Top of SUPPLIED RECORDS
//! Local filesystem adapter for low-durability artifacts (QR codes, chat attachments).

use std::path::{Component, Path, PathBuf};

use bytes::Bytes;
use chrono::Utc;
use opendal::{ErrorKind, Operator, services};
use tracing::{debug, info};

use super::error::StorageError;
use super::keys::sanitize_filename;
use super::types::{FileCategory, FileDescriptor, StorageType, UploadFile};

/// Writes files under `<root>/<category directory>/`.
///
/// Filenames are `<millis>-<index>-<sanitized name>`, unique per batch by
/// construction. Directories are created on first write.
#[derive(Debug, Clone)]
pub struct LocalFsAdapter {
    operator: Operator,
    root: PathBuf,
}

impl LocalFsAdapter {
    /// Create an adapter rooted at `root`.
    ///
    /// # Errors
    ///
    /// Returns a configuration error if the root is not valid UTF-8 or the
    /// operator cannot be built.
    pub fn new(root: impl Into<PathBuf>) -> Result<Self, StorageError> {
        let root = root.into();
        let builder = services::Fs::default().root(
            root.to_str()
                .ok_or_else(|| StorageError::configuration("invalid local root path"))?,
        );
        let operator = Operator::new(builder)
            .map_err(|e| StorageError::configuration(e.to_string()))?
            .finish();

        Ok(Self { operator, root })
    }

    /// Root directory.
    #[must_use]
    pub fn root(&self) -> &Path {
        &self.root
    }

    /// Persist `file` under the category directory.
    ///
    /// # Errors
    ///
    /// Returns `Local` if the write fails.
    pub async fn save(
        &self,
        file: &UploadFile,
        category: FileCategory,
        index: usize,
    ) -> Result<FileDescriptor, StorageError> {
        let filename = format!(
            "{}-{index}-{}",
            Utc::now().timestamp_millis(),
            sanitize_filename(&file.original_name)
        );
        let relative = format!("{}/{filename}", category.directory());

        self.operator.write(&relative, file.bytes.clone()).await?;
        info!(path = %relative, size = file.size(), ?category, "File saved locally");

        Ok(FileDescriptor {
            filename,
            original_name: file.original_name.clone(),
            mime_type: file.mime_type.clone(),
            size_bytes: file.size(),
            storage_key_or_path: relative,
            storage_type: StorageType::Local,
            bucket: None,
        })
    }

    /// Read a stored file.
    ///
    /// # Errors
    ///
    /// Returns `NotFound` if the file is missing.
    pub async fn read(&self, relative: &str) -> Result<Bytes, StorageError> {
        let relative = checked(relative)?;
        let buffer = self
            .operator
            .read(relative)
            .await
            .map_err(|e| not_found_or_local(e, relative))?;
        Ok(buffer.to_bytes())
    }

    /// Absolute path of a stored file, after checking it exists.
    ///
    /// # Errors
    ///
    /// Returns `NotFound` if the file is missing.
    pub async fn resolve(&self, relative: &str) -> Result<PathBuf, StorageError> {
        let relative = checked(relative)?;
        self.operator
            .stat(relative)
            .await
            .map_err(|e| not_found_or_local(e, relative))?;
        Ok(self.root.join(relative))
    }

    /// Delete a stored file.
    ///
    /// # Errors
    ///
    /// Returns `NotFound` if the file is already gone, `Local` on I/O failure.
    pub async fn delete(&self, relative: &str) -> Result<(), StorageError> {
        let relative = checked(relative)?;
        self.operator
            .stat(relative)
            .await
            .map_err(|e| not_found_or_local(e, relative))?;
        self.operator.delete(relative).await?;
        debug!(path = %relative, "Deleted local file");
        Ok(())
    }
}

/// Reject absolute paths and parent traversal.
fn checked(relative: &str) -> Result<&str, StorageError> {
    let path = Path::new(relative);
    let escapes = path
        .components()
        .any(|c| !matches!(c, Component::Normal(_) | Component::CurDir));
    if relative.is_empty() || escapes {
        return Err(StorageError::Local(format!(
            "path '{relative}' is outside the storage root"
        )));
    }
    Ok(relative)
}

fn not_found_or_local(err: opendal::Error, relative: &str) -> StorageError {
    if err.kind() == ErrorKind::NotFound {
        StorageError::not_found(relative)
    } else {
        StorageError::from(err)
    }
}
//! Upload strategy selection.
//!
//! Pure policy, no I/O: decides between a single-shot put and a multipart
//! transfer, and partitions multipart payloads into numbered byte ranges.
//! A multipart plan never exceeds [`UploadPolicy::MAX_PARTS`] parts.

use std::ops::Range;

use super::error::StorageError;

/// Transfer strategy for one payload.
#[derive(Debug, Clone, Copy, PartialEq, Eq)]
pub enum UploadStrategy {
    /// Single put.
    Direct,
    /// Create, upload parts, complete.
    Multipart,
}

/// One part of a multipart transfer.
#[derive(Debug, Clone, PartialEq, Eq)]
pub struct PartRange {
    /// 1-based part number.
    pub part_number: u32,
    /// Byte range within the payload.
    pub range: Range<u64>,
}

impl PartRange {
    /// Length of the part in bytes.
    #[must_use]
    pub fn len(&self) -> u64 {
        self.range.end - self.range.start
    }

    /// Whether the part is empty.
    #[must_use]
    pub fn is_empty(&self) -> bool {
        self.range.is_empty()
    }
}

/// Transfer plan for one payload.
#[derive(Debug, Clone, PartialEq, Eq)]
pub struct UploadPlan {
    /// Chosen strategy.
    pub strategy: UploadStrategy,
    /// Part size used for partitioning (multipart only; equals size for direct).
    pub part_size: u64,
    /// Number of parts (1 for direct).
    pub total_parts: u32,
    /// Ordered parts (empty for direct).
    pub parts: Vec<PartRange>,
    /// Effective in-flight part limit: `min(max_concurrent_parts, total_parts)`.
    pub concurrency: usize,
    /// Remote transaction, once created.
    pub upload_id: Option<String>,
}

/// Size-based transfer policy.
#[derive(Debug, Clone, Copy, PartialEq, Eq)]
pub struct UploadPolicy {
    /// Payloads strictly above this size go multipart.
    pub multipart_threshold: u64,
    /// Size of each multipart part (the last part may be shorter).
    pub part_size: u64,
    /// In-flight parts per transfer.
    pub max_concurrent_parts: usize,
}

impl Default for UploadPolicy {
    fn default() -> Self {
        Self {
            multipart_threshold: Self::DEFAULT_MULTIPART_THRESHOLD,
            part_size: Self::DEFAULT_PART_SIZE,
            max_concurrent_parts: Self::DEFAULT_MAX_CONCURRENT_PARTS,
        }
    }
}

impl UploadPolicy {
    /// Default multipart threshold: 10 MiB.
    pub const DEFAULT_MULTIPART_THRESHOLD: u64 = 10 * 1024 * 1024;
    /// Default part size: 10 MiB.
    pub const DEFAULT_PART_SIZE: u64 = 10 * 1024 * 1024;
    /// Default in-flight parts per transfer.
    pub const DEFAULT_MAX_CONCURRENT_PARTS: usize = 5;
    /// Highest part number S3-compatible stores accept.
    pub const MAX_PARTS: u32 = 10_000;

    /// Strategy for a payload of `size` bytes.
    #[must_use]
    pub fn select(&self, size: u64) -> UploadStrategy {
        if size > self.multipart_threshold {
            UploadStrategy::Multipart
        } else {
            UploadStrategy::Direct
        }
    }

    /// Number of parts for a multipart payload of `size` bytes.
    #[must_use]
    pub fn total_parts(&self, size: u64) -> u32 {
        let part_size = self.part_size.max(1);
        u32::try_from(size.div_ceil(part_size)).unwrap_or(u32::MAX)
    }

    /// Partition `size` bytes into ordered parts.
    #[must_use]
    pub fn partition(&self, size: u64) -> Vec<PartRange> {
        let part_size = self.part_size.max(1);
        (0..self.total_parts(size))
            .map(|index| {
                let start = u64::from(index) * part_size;
                PartRange {
                    part_number: index + 1,
                    range: start..(start + part_size).min(size),
                }
            })
            .collect()
    }

    /// Effective concurrency for a transfer with `total_parts` parts.
    #[must_use]
    pub fn concurrency(&self, total_parts: u32) -> usize {
        let total = usize::try_from(total_parts).unwrap_or(usize::MAX);
        self.max_concurrent_parts.max(1).min(total.max(1))
    }

    /// Full plan for a payload of `size` bytes.
    ///
    /// # Errors
    ///
    /// Returns `TooManyParts` if a multipart payload needs more than
    /// [`MAX_PARTS`](Self::MAX_PARTS) parts.
    pub fn plan(&self, size: u64) -> Result<UploadPlan, StorageError> {
        match self.select(size) {
            UploadStrategy::Direct => Ok(UploadPlan {
                strategy: UploadStrategy::Direct,
                part_size: size,
                total_parts: 1,
                parts: Vec::new(),
                concurrency: 1,
                upload_id: None,
            }),
            UploadStrategy::Multipart => self.multipart_plan(size),
        }
    }

    /// Multipart plan for `size` bytes regardless of the threshold.
    ///
    /// An empty payload gets a single empty part.
    ///
    /// # Errors
    ///
    /// Returns `TooManyParts` if the payload needs more than
    /// [`MAX_PARTS`](Self::MAX_PARTS) parts.
    pub fn multipart_plan(&self, size: u64) -> Result<UploadPlan, StorageError> {
        let needed = size.div_ceil(self.part_size.max(1));
        if needed > u64::from(Self::MAX_PARTS) {
            return Err(StorageError::TooManyParts {
                size,
                parts: needed,
                max: Self::MAX_PARTS,
            });
        }

        let mut parts = self.partition(size);
        if parts.is_empty() {
            parts.push(PartRange {
                part_number: 1,
                range: 0..0,
            });
        }
        let total_parts = u32::try_from(parts.len()).unwrap_or(Self::MAX_PARTS);
        Ok(UploadPlan {
            strategy: UploadStrategy::Multipart,
            part_size: self.part_size,
            total_parts,
            parts,
            concurrency: self.concurrency(total_parts),
            upload_id: None,
        })
    }
}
Bottom of SUPPLIED RECORDS
- EXERCISE BRIEF
Please retype the top of the data exactly, down to and including the line that holds "Create an adapter", and nothing further.

- TASK SOLUTION
//! Local filesystem adapter for low-durability artifacts (QR codes, chat attachments).

use std::path::{Component, Path, PathBuf};

use bytes::Bytes;
use chrono::Utc;
use opendal::{ErrorKind, Operator, services};
use tracing::{debug, info};

use super::error::StorageError;
use super::keys::sanitize_filename;
use super::types::{FileCategory, FileDescriptor, StorageType, UploadFile};

/// Writes files under `<root>/<category directory>/`.
///
/// Filenames are `<millis>-<index>-<sanitized name>`, unique per batch by
/// construction. Directories are created on first write.
#[derive(Debug, Clone)]
pub struct LocalFsAdapter {
    operator: Operator,
    root: PathBuf,
}

impl LocalFsAdapter {
    /// Create an adapter rooted at `root`.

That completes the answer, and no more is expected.